Docker is not a complete virtualization technology, but has features that, if developed; could compete in hypervisor such as VMware. When we talk about virtualization, always we include the classic examples of hypervisors such as VMware and Hyper-V and, although less frequently; technologies like Xen and KVM. In this list of virtualization technologies, almost never include Docker and the packaging system, reserving this platform to a separate discussion about which we talked before.
Docker and Virtualization : Not Real Virtualization!
In fact, Docker should be mentioned among the virtualization systems, but on the other hand there is difficulty to assimilate VMware and other hypervisor with Docker, for some technological differences, it simply neither can not be overlooked nor can be added in a classification easily.
First of all, Docker uses LXC Linux container virtualization to create containers that allows sharing of applications. These packages, which are not real virtual machines, they work only in environments such as Linux RHEL and Ubuntu and can only run Linux applications, leaving out the fact of the whole host of applications that can run on Windows and other operating systems. These are located in the hypervisor instead for its ideal execution environment.
Similarly, hypervisors such as VMware are able to deal in a sophisticated way to store an entire infrastructure hardware, configure and run multiple virtual machines, allow migration between hosts, to create cluster HA configuration and so on, showing the muscles on one of the aspects that differentiates hypervisors such as VMware – the years of development and experience accumulated in the field.
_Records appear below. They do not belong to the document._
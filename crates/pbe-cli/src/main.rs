use std::path::{Path, PathBuf};
use std::process::ExitCode;

use clap::Parser;

use pbe_core::enumerator::CancelToken;
use pbe_core::error::SynthResult;
use pbe_core::io::{csv, literal, txt};
use pbe_core::{ExprArena, ExprId, SearchSpace, Value};

/// Best-effort programming-by-example synthesizer over a small expression grammar.
#[derive(Parser, Debug)]
#[command(name = "pbe-synth", version, about)]
struct Cli {
    /// Path to the input-output examples file (CSV).
    #[arg(short = 'i', long = "input-output")]
    input_output: PathBuf,

    /// Path to the grammar file (CSV or TXT, dispatched by extension).
    #[arg(short = 'g', long = "search-space")]
    search_space: PathBuf,

    /// Distance metric to score candidates with.
    #[arg(short = 'm', long = "metric", default_value = "default")]
    metric: String,

    /// Metric-specific parameter (sigma, vector-function name, combined sub-metric list, ...).
    #[arg(short = 'p', long = "metric-parameter", default_value = "")]
    metric_parameter: String,

    /// Selection tactic: match | accuracy | height | top | best_by_height | penalized_height |
    /// interrupt.
    #[arg(short = 't', long = "tactic", default_value = "height")]
    tactic: String,

    /// Tactic-specific parameter, a numeric literal.
    #[arg(short = 'a', long = "tactic-parameter", default_value = "0")]
    tactic_parameter: String,

    /// Maximum search depth.
    #[arg(short = 'H', long = "max-height", default_value_t = 2)]
    max_height: u32,

    /// Print programs searched and highest height reached after the result.
    #[arg(short = 'S', long = "statistics")]
    statistics: bool,
}

fn main() -> ExitCode {
    let cli = Cli::parse();
    match run(&cli) {
        Ok(()) => ExitCode::SUCCESS,
        Err(err) => {
            eprintln!("{err}");
            ExitCode::FAILURE
        }
    }
}

fn run(cli: &Cli) -> SynthResult<()> {
    let examples = csv::read_examples(&cli.input_output)?;
    let grammar = read_grammar(&cli.search_space)?;
    let metric = pbe_core::metric::from_name(&cli.metric, &cli.metric_parameter)?;
    let tactic_parameter = numeric_tactic_parameter(&cli.tactic_parameter)?;
    log::debug!(
        "resolved grammar reader={:?} metric={} tactic={}",
        cli.search_space.extension().and_then(|e| e.to_str()).unwrap_or("csv"),
        cli.metric,
        cli.tactic
    );

    match cli.tactic.as_str() {
        "match" => {
            let (found, arena, stats) = pbe_core::strategy::find_exact(&grammar, &examples, cli.max_height);
            print_single(found.as_ref().map(|&id| (id, &arena)));
            print_stats(cli.statistics, stats);
        }
        "accuracy" => {
            let (found, arena, stats) = pbe_core::strategy::find_within_error_rate(
                &grammar,
                &examples,
                cli.max_height,
                metric.as_ref(),
                tactic_parameter,
            );
            print_single(found.as_ref().map(|&id| (id, &arena)));
            print_stats(cli.statistics, stats);
        }
        "height" => {
            let (found, arena, stats) =
                pbe_core::strategy::find_best_by_height(&grammar, &examples, cli.max_height, metric.as_ref());
            print_single(found.as_ref().map(|&id| (id, &arena)));
            print_stats(cli.statistics, stats);
        }
        "top" => {
            let k = (tactic_parameter.max(0.0) as usize).max(1);
            let (ids, arena, stats) =
                pbe_core::strategy::find_top_k(&grammar, &examples, cli.max_height, metric.as_ref(), k);
            print_many(&ids, &arena);
            print_stats(cli.statistics, stats);
        }
        "best_by_height" => {
            let (by_height, arena, stats) = pbe_core::strategy::find_best_by_height_per_height(
                &grammar,
                &examples,
                cli.max_height,
                metric.as_ref(),
            );
            let ids: Vec<ExprId> = by_height.into_iter().flatten().collect();
            print_many(&ids, &arena);
            print_stats(cli.statistics, stats);
        }
        "penalized_height" => {
            let (found, arena, stats) = pbe_core::strategy::find_penalized_by_height(
                &grammar,
                &examples,
                cli.max_height,
                metric.as_ref(),
                tactic_parameter,
            );
            print_single(found.as_ref().map(|&id| (id, &arena)));
            print_stats(cli.statistics, stats);
        }
        "interrupt" => {
            let cancel = CancelToken::new();
            let handler_cancel = cancel.clone();
            // Matches the design notes' cooperative-cancellation story: a signal handler sets
            // the flag, the enumerator polls it at candidate boundaries.
            let _ = ctrlc::set_handler(move || handler_cancel.cancel());
            let (found, arena, stats) = pbe_core::strategy::find_best_until_interrupt(
                &grammar,
                &examples,
                cli.max_height,
                metric.as_ref(),
                cancel,
            );
            if found.is_none() {
                log::warn!("interrupted search ended with no candidate found");
            }
            print_single(found.as_ref().map(|&id| (id, &arena)));
            print_stats(cli.statistics, stats);
        }
        other => {
            return Err(pbe_core::error::SynthError::InputParse(format!("unknown tactic '{other}'")));
        }
    }
    Ok(())
}

fn read_grammar(path: &Path) -> SynthResult<SearchSpace> {
    match path.extension().and_then(|ext| ext.to_str()) {
        Some("txt") => txt::read_grammar(path),
        _ => csv::read_grammar(path),
    }
}

fn numeric_tactic_parameter(raw: &str) -> SynthResult<f64> {
    let value = literal::parse_literal(raw)?;
    Ok(match value {
        Value::Int(i) => i.to_f64(),
        Value::Float(f) => f,
        _ => {
            return Err(pbe_core::error::SynthError::InputParse(format!(
                "tactic-parameter '{raw}' is not numeric"
            )));
        }
    })
}

fn print_single(found: Option<(ExprId, &ExprArena)>) {
    match found {
        Some((id, arena)) => println!("{}", render(arena, id)),
        None => println!("No valid program"),
    }
}

fn print_many(ids: &[ExprId], arena: &ExprArena) {
    if ids.is_empty() {
        println!("No valid program");
        return;
    }
    for &id in ids {
        println!("{}", render(arena, id));
    }
}

fn render(arena: &ExprArena, id: ExprId) -> String {
    arena.get(id).render(arena)
}

fn print_stats(enabled: bool, stats: pbe_core::strategy::SearchStats) {
    if enabled {
        println!("programs searched: {}", stats.programs_searched);
        println!("highest height reached: {}", stats.max_height_reached);
    }
}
Advantages of Docker Compared to Traditional Virtualization
Yet, Docker, although still can not compete with the traditional hypervisor, however, presents peculiar connotations, that bode well for the further development of technology into the platforms mentioned in virtualization itself. For example, Docker share the Linux kernel of the host machine. This feature is an advantage of no small importance and to understand it, let us try to think of a practical example.
If we have 10 VM, 10 GB each, these will occupy the host machine an amount of resources equal to 100 GB. If we take a 10 GB package Docker and create others instances on the same host machine, ten of these packages (and maybe even 100) will never occupy an amount of resources equal to or greater than 100 GB, because they share the same kernel.
In practice, there is always a single operating system shared by all the packages and in each package there is nothing but a small application and the operating environment. In practice, a host can run multiple Docker containers somewhat irrespective of the fact – how many real virtual machines we can accommodate on one machine.
In addition, the slenderness of the Docker packages ensures lower boot time and performance, a better chance of sharing between different teams of developers on the public cloud, such as those maintained by Amazon and Rackspace.
At the end, Docker is a very interesting technology for the peculiarities which it shows, but it still needs to be further developed to ensure the full functionalities of virtualization softwares.